— Task details —
Copy each line of the listing below where the word "count" turns up.

──────── Record set

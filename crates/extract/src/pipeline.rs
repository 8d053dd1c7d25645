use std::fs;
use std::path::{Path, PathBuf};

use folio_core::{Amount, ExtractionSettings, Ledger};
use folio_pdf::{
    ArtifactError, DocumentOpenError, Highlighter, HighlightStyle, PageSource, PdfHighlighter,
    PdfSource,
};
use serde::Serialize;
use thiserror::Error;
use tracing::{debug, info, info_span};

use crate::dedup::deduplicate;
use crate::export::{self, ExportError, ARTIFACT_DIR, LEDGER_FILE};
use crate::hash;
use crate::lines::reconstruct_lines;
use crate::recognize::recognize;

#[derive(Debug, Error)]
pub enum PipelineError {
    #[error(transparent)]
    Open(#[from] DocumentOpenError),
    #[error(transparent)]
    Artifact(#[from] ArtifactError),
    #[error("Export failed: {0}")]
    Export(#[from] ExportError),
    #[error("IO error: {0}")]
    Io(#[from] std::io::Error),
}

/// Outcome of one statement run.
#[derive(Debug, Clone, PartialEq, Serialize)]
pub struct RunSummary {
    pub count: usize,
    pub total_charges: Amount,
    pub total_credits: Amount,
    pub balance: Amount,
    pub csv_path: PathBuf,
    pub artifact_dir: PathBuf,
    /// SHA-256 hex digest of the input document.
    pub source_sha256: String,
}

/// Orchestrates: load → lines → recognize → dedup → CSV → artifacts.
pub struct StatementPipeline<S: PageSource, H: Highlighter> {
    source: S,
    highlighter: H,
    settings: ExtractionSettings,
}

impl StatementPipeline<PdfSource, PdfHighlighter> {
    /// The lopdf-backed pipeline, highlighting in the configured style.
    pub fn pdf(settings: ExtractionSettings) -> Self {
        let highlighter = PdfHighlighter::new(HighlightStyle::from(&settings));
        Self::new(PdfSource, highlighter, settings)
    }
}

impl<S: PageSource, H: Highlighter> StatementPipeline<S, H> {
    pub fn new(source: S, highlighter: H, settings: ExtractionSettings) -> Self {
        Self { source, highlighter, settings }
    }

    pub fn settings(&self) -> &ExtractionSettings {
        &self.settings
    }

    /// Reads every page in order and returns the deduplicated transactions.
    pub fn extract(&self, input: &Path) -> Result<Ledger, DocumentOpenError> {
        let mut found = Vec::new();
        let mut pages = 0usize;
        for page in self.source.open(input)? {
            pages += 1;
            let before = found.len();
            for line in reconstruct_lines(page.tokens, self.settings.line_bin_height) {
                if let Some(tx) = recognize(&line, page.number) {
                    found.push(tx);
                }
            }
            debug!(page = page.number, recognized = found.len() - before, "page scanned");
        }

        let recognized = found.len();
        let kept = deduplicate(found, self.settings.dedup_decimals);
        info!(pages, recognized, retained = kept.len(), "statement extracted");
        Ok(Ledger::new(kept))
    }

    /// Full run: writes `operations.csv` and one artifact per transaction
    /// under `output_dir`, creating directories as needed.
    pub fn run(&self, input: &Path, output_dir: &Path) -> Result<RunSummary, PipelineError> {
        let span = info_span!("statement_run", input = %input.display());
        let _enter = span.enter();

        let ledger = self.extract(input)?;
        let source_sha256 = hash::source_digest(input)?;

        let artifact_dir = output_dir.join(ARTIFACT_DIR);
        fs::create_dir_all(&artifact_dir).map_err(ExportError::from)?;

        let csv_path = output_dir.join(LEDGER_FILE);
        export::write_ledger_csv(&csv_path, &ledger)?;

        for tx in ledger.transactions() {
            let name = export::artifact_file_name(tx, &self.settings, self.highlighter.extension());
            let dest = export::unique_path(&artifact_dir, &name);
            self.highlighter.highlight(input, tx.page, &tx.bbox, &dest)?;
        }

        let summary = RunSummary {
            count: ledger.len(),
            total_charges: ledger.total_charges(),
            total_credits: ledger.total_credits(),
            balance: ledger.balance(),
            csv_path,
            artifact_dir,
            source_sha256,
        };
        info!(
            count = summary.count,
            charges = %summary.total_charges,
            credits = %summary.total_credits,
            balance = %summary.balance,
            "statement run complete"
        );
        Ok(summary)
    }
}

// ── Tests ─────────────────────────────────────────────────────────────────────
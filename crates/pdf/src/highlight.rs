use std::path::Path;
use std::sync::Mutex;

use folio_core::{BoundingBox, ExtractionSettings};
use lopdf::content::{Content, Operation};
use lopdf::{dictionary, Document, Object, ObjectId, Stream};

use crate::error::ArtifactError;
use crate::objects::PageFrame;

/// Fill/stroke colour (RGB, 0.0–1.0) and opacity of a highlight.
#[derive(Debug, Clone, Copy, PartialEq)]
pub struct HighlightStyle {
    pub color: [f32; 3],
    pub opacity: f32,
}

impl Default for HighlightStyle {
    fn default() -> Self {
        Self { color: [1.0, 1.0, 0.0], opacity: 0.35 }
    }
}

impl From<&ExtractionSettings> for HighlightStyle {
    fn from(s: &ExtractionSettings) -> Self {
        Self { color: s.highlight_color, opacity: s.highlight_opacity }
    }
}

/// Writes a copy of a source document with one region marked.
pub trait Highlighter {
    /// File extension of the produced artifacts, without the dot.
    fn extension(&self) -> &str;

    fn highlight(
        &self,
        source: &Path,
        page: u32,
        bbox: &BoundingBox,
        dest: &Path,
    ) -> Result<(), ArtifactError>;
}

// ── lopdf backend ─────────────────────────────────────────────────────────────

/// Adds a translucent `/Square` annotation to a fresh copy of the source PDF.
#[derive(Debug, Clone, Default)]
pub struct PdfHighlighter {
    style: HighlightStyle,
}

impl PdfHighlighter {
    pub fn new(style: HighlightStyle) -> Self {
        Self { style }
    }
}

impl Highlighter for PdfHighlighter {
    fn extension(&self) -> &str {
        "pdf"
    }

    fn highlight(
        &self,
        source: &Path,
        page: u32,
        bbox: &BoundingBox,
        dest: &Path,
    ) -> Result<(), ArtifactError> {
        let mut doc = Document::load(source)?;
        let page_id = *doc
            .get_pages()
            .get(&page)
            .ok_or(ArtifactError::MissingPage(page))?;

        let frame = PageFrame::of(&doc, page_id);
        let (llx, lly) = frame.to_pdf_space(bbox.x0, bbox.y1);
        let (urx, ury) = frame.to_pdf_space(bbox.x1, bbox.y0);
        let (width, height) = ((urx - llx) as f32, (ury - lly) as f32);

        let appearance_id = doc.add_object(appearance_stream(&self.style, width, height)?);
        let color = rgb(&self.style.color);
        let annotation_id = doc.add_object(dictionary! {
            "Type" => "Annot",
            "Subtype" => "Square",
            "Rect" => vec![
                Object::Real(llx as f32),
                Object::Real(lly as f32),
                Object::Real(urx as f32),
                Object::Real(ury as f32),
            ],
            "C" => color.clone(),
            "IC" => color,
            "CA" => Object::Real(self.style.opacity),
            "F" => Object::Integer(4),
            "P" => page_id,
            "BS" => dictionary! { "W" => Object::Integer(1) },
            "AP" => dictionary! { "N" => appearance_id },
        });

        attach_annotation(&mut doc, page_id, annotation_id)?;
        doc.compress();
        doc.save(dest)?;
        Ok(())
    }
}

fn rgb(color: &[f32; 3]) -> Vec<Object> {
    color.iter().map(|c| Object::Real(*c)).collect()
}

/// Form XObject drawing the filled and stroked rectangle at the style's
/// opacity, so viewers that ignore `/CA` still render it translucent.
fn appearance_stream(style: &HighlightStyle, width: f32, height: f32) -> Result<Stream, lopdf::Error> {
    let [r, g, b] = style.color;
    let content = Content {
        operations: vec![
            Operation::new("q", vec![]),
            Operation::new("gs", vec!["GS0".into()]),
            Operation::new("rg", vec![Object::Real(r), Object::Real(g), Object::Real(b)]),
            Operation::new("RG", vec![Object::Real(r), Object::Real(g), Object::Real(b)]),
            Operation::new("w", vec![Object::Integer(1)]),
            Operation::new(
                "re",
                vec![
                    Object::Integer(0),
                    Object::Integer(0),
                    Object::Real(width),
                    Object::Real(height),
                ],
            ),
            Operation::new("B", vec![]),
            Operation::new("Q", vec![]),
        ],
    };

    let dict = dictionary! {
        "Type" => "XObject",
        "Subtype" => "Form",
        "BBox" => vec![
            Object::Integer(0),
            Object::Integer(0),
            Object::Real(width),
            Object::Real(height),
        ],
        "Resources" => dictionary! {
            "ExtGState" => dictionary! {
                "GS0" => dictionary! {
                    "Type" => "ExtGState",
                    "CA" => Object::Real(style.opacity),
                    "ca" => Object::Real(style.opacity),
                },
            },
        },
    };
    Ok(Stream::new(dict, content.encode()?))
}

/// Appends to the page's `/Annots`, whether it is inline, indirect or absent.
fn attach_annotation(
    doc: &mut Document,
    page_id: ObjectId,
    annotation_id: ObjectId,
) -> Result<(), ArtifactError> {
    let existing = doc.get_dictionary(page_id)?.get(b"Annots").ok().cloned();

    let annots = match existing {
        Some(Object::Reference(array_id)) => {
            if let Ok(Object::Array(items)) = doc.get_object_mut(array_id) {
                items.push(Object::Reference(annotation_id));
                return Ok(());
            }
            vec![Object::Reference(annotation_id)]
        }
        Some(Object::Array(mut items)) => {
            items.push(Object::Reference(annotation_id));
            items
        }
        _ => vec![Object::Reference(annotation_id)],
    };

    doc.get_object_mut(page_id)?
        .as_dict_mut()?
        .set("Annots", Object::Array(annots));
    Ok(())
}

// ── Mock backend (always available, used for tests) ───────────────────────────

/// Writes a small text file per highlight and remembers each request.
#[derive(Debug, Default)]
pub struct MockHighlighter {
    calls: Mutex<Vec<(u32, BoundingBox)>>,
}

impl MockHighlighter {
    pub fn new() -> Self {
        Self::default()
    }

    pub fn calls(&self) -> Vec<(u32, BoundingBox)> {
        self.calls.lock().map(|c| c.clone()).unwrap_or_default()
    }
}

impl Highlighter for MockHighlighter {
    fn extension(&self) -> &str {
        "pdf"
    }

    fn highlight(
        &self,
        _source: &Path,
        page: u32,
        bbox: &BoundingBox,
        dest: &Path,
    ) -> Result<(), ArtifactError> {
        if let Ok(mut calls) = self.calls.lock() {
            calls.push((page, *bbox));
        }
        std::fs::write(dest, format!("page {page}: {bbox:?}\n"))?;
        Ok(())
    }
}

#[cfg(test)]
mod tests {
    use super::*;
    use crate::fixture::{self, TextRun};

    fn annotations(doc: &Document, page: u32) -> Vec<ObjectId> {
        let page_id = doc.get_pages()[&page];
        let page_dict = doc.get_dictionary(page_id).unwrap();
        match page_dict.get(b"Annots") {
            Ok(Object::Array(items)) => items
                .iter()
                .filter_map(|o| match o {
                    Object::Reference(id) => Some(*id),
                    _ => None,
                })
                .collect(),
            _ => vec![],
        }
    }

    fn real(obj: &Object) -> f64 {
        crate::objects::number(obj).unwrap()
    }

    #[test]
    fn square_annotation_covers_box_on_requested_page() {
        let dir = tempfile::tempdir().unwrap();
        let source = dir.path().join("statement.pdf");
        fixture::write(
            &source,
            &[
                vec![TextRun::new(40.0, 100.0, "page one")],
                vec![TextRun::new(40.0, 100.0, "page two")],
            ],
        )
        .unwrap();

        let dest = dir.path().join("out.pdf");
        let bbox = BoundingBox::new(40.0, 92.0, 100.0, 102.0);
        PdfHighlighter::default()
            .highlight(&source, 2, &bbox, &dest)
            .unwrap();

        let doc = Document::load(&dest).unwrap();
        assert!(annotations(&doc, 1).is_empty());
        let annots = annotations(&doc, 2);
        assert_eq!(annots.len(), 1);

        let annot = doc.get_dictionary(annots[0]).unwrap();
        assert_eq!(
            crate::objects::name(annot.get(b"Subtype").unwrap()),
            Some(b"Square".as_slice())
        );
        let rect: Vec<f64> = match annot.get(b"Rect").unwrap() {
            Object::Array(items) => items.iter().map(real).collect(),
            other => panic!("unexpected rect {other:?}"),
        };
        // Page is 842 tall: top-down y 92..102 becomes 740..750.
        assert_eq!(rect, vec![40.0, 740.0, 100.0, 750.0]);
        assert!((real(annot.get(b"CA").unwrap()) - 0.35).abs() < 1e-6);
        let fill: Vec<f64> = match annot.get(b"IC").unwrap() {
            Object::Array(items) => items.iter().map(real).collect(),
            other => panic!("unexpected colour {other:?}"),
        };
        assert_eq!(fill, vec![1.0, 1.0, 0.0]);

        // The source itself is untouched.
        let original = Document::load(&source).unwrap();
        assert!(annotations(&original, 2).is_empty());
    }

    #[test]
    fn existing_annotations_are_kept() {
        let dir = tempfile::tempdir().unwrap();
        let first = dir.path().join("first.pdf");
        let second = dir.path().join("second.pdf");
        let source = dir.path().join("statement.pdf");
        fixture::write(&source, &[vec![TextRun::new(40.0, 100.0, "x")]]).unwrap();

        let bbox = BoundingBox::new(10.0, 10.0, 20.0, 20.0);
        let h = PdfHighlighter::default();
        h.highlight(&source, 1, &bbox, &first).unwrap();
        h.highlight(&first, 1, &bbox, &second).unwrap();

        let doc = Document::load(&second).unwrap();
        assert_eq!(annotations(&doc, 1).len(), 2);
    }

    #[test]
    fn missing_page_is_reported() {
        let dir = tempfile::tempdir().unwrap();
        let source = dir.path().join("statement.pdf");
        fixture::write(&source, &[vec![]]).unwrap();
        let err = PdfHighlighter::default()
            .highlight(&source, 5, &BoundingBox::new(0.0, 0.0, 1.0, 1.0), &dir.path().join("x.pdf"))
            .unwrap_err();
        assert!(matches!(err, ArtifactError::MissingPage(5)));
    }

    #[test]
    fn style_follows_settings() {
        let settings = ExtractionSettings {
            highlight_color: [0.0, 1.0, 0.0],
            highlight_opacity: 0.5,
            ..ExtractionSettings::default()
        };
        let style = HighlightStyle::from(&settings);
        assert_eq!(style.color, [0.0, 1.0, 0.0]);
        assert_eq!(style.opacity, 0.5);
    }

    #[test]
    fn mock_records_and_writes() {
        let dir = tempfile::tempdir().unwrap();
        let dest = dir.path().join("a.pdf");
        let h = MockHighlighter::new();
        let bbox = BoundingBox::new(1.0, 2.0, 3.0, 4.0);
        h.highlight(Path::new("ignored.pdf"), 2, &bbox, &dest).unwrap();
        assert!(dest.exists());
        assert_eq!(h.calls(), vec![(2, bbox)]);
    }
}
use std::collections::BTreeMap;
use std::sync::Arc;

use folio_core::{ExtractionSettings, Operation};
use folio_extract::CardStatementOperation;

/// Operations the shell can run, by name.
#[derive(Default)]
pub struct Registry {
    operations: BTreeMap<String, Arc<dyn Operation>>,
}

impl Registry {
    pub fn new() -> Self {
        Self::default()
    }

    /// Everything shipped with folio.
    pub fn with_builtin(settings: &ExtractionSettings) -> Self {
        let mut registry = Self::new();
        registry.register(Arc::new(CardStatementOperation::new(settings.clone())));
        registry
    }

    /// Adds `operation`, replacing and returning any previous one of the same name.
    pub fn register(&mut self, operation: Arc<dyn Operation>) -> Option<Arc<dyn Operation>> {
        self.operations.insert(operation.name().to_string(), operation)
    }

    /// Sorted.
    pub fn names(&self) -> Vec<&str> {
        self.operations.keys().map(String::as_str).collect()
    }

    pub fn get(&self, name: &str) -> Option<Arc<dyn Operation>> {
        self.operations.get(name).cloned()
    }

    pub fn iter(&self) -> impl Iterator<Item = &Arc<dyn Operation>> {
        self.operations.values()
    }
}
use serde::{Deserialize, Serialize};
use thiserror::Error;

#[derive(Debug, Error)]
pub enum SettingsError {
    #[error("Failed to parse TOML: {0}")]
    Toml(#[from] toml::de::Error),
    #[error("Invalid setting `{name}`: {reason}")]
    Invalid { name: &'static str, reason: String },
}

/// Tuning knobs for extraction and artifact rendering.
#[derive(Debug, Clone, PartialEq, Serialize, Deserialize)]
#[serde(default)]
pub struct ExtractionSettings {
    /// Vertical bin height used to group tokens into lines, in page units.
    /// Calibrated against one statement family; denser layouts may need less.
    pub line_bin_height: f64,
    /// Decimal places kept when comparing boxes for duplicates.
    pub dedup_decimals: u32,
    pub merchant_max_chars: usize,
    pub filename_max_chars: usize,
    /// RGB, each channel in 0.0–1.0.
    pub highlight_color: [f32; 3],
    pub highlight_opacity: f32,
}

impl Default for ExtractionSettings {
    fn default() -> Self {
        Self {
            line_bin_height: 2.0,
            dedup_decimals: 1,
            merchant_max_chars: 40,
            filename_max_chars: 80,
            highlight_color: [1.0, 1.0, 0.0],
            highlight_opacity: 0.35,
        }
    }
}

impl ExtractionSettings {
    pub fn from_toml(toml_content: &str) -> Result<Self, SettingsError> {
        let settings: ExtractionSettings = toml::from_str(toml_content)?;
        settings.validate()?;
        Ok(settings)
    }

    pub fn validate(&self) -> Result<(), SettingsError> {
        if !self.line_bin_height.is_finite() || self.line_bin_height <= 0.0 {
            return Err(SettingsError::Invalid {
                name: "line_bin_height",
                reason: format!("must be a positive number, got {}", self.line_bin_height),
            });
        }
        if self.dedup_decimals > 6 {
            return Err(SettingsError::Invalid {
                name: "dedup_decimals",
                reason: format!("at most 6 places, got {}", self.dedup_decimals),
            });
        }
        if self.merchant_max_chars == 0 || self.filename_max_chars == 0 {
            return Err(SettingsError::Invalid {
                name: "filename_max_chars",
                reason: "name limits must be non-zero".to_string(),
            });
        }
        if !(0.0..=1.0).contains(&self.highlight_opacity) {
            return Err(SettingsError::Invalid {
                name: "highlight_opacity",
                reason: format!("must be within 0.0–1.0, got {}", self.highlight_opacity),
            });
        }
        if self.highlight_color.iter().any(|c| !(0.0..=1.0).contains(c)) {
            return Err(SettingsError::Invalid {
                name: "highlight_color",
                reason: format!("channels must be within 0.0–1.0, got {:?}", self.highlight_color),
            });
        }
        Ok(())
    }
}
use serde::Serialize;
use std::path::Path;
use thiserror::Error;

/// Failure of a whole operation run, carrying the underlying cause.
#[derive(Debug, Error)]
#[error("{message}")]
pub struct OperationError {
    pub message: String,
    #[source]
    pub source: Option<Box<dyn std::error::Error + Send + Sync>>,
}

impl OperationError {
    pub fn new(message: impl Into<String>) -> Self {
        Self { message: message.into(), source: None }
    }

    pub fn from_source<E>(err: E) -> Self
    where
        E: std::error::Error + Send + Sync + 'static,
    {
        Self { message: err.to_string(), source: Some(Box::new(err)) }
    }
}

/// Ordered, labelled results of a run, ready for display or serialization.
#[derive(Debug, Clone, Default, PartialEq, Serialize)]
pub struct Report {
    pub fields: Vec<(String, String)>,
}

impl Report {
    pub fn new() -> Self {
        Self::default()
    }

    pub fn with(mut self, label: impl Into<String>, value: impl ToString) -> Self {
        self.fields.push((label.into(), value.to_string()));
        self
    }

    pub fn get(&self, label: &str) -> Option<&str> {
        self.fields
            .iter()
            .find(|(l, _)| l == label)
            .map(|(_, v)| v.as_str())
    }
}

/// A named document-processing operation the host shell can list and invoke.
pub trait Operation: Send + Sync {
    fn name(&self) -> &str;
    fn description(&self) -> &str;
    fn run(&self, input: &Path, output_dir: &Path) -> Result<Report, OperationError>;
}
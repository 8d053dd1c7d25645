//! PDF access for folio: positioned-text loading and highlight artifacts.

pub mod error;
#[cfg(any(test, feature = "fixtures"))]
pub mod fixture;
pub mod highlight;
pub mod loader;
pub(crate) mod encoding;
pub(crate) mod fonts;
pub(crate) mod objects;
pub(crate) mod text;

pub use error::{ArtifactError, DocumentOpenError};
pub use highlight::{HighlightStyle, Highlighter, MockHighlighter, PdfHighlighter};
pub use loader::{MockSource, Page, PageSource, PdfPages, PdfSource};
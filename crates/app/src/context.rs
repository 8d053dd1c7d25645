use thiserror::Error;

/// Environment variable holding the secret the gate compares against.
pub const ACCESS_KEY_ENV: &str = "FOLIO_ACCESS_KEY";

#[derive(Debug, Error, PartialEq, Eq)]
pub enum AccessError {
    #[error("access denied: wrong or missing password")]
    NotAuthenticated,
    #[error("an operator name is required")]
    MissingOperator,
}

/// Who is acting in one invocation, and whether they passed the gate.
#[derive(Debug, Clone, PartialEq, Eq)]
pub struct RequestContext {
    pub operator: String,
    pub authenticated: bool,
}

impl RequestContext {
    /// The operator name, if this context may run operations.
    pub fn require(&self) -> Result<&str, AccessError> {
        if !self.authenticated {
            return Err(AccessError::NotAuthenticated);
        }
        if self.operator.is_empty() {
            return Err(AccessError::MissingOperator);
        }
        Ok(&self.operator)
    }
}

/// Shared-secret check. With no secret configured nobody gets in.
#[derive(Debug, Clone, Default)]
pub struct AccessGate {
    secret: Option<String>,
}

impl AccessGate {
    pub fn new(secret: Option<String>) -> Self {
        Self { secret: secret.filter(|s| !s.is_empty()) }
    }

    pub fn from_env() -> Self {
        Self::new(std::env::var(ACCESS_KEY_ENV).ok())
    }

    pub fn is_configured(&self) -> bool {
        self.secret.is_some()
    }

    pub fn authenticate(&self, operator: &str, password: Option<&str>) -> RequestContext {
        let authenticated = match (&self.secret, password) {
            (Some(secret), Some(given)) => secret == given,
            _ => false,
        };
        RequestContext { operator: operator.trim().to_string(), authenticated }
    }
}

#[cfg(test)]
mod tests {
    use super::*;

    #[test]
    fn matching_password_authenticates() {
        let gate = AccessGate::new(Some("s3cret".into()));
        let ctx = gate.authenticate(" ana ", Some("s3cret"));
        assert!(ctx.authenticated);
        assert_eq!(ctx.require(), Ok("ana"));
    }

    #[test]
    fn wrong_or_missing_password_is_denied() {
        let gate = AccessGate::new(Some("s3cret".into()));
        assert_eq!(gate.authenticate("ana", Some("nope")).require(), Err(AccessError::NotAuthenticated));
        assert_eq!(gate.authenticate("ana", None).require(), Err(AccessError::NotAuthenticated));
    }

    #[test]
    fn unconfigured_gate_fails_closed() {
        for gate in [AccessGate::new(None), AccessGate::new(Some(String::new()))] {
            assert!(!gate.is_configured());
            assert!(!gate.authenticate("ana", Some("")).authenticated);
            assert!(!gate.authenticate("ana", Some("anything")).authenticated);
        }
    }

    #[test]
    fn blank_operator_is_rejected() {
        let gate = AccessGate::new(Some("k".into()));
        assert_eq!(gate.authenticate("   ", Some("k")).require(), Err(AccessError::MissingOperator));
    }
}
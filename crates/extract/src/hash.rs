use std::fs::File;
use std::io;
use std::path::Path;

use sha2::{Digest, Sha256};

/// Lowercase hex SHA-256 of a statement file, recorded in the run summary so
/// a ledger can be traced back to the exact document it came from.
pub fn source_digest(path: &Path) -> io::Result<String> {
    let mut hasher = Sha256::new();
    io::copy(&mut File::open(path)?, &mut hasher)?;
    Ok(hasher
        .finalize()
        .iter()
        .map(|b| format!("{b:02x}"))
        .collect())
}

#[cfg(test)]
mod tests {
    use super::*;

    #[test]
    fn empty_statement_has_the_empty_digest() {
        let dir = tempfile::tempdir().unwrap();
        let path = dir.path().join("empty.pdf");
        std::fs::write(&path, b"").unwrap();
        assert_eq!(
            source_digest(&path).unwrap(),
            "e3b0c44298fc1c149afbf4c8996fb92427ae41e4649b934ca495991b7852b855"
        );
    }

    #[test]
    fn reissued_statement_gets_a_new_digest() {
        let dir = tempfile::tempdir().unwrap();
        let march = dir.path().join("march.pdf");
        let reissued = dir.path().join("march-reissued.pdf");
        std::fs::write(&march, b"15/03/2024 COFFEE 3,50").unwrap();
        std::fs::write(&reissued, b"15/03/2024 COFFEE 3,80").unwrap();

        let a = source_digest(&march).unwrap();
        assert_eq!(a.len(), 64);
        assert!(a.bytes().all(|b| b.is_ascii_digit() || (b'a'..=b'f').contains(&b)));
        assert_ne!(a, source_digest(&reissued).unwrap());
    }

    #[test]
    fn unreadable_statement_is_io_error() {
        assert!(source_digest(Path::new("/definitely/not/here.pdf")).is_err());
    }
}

────────────────

— Exercise response —
    pub count: usize,
            count: ledger.len(),
            count = summary.count,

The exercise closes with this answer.